Exercise
Among the records below, find the line that has "comments.sort_by(|a, b| b.like_count.cmp(&a.like_count))"; from there, give the lines again exactly, and stop after the line that has "fn from_str(s: &str)".

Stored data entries
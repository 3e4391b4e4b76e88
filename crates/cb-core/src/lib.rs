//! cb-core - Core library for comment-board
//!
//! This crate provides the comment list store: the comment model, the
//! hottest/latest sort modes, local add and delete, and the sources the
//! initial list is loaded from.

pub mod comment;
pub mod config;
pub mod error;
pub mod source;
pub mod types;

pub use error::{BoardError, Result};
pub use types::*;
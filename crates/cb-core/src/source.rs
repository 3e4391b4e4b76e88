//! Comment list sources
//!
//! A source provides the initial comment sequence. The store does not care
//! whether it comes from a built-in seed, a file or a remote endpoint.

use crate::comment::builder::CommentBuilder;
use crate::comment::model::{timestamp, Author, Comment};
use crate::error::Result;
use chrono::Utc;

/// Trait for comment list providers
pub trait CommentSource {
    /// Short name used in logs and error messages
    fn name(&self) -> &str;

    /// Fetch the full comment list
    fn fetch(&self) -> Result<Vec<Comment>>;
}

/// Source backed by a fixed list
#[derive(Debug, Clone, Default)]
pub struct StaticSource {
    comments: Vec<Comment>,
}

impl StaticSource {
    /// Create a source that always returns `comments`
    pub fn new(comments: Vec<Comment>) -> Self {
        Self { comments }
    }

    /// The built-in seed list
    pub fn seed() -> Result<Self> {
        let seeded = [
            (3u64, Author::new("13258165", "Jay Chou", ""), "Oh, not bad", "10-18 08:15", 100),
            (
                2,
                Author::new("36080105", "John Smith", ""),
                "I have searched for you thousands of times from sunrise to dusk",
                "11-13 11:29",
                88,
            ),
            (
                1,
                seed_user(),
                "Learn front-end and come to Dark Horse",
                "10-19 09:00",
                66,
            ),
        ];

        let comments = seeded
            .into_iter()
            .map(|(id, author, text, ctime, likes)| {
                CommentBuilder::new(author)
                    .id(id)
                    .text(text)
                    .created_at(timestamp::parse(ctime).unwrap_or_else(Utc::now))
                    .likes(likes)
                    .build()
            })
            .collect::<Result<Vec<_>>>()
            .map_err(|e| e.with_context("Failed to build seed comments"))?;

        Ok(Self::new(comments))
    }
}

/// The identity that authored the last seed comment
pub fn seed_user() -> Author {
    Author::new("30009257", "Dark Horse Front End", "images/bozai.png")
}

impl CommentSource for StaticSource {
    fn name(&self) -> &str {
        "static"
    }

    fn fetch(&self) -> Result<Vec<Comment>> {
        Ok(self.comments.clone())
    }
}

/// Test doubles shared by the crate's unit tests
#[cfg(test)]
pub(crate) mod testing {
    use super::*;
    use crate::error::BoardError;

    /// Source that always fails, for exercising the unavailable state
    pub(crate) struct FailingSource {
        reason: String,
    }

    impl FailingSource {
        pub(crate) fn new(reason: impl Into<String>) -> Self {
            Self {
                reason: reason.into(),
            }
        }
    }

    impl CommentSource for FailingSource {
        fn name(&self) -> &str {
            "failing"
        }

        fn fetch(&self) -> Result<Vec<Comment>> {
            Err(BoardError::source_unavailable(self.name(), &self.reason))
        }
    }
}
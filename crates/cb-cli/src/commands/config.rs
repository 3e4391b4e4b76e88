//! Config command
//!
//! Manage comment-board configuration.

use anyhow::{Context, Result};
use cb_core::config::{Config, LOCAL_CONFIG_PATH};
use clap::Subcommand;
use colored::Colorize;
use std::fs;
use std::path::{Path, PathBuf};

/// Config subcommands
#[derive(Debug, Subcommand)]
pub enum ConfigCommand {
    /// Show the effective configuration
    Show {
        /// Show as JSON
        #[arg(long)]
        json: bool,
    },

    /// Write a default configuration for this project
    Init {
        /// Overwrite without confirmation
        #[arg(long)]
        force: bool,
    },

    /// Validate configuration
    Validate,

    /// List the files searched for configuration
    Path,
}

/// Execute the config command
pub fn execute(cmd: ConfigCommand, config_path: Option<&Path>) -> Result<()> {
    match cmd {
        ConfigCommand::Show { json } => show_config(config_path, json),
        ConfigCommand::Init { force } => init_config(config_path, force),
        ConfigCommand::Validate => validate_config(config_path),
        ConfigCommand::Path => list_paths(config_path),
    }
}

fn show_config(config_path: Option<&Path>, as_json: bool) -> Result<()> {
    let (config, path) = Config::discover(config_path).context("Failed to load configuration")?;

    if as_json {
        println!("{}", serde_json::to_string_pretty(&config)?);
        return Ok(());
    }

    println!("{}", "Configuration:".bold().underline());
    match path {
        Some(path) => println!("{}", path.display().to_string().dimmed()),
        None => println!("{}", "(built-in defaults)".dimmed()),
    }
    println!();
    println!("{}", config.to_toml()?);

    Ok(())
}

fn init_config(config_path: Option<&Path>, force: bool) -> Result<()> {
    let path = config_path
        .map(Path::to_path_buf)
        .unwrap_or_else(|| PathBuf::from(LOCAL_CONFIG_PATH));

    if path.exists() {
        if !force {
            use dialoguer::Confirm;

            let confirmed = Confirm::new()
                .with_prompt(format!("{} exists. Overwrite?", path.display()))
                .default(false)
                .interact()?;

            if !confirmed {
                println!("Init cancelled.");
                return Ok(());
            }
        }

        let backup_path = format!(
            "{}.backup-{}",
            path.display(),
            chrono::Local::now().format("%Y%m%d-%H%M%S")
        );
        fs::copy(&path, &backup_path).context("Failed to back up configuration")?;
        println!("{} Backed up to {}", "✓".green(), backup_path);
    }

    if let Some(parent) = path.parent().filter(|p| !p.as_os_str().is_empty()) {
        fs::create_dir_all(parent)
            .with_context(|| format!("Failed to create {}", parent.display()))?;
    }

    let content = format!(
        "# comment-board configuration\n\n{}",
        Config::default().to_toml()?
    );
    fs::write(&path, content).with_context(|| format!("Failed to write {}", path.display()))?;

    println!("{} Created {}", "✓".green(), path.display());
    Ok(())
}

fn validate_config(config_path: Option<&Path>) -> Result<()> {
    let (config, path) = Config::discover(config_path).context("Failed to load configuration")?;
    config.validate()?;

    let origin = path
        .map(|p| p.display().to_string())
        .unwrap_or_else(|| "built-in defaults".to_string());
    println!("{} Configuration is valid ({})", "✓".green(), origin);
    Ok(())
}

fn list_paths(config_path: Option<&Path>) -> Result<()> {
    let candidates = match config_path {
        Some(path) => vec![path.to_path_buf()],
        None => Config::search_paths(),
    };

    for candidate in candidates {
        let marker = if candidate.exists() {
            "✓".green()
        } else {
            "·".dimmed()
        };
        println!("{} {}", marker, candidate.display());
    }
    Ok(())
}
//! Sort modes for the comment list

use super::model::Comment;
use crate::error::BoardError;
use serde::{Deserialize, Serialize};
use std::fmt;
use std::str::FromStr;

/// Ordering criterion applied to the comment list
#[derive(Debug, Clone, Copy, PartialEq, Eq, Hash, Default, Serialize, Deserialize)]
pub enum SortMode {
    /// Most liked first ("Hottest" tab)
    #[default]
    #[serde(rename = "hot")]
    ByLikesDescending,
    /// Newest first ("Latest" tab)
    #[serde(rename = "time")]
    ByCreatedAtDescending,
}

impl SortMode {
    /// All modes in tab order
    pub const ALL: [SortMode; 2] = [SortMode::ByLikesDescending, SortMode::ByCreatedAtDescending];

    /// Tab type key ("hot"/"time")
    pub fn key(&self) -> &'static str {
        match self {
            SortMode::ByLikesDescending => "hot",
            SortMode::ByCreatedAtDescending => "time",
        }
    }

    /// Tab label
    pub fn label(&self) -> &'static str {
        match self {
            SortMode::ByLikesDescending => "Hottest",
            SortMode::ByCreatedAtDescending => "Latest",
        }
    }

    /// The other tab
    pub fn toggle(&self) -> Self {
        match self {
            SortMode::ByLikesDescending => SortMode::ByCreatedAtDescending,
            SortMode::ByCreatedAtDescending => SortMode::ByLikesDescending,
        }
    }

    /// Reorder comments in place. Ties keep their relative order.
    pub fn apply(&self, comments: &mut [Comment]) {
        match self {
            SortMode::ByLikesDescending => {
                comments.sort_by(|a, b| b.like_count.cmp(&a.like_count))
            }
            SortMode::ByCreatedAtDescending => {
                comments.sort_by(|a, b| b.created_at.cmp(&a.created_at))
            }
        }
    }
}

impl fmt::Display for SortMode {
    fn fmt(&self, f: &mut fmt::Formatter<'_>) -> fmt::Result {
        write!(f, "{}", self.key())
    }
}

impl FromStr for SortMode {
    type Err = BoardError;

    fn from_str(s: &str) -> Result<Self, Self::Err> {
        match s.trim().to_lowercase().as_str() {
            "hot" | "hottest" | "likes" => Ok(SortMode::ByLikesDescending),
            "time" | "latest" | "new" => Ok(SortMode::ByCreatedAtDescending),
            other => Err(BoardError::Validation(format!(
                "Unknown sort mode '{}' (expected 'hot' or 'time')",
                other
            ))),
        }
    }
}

Completed exercise
                comments.sort_by(|a, b| b.like_count.cmp(&a.like_count))
            }
            SortMode::ByCreatedAtDescending => {
                comments.sort_by(|a, b| b.created_at.cmp(&a.created_at))
            }
        }
    }
}

impl fmt::Display for SortMode {
    fn fmt(&self, f: &mut fmt::Formatter<'_>) -> fmt::Result {
        write!(f, "{}", self.key())
    }
}

impl FromStr for SortMode {
    type Err = BoardError;

    fn from_str(s: &str) -> Result<Self, Self::Err> {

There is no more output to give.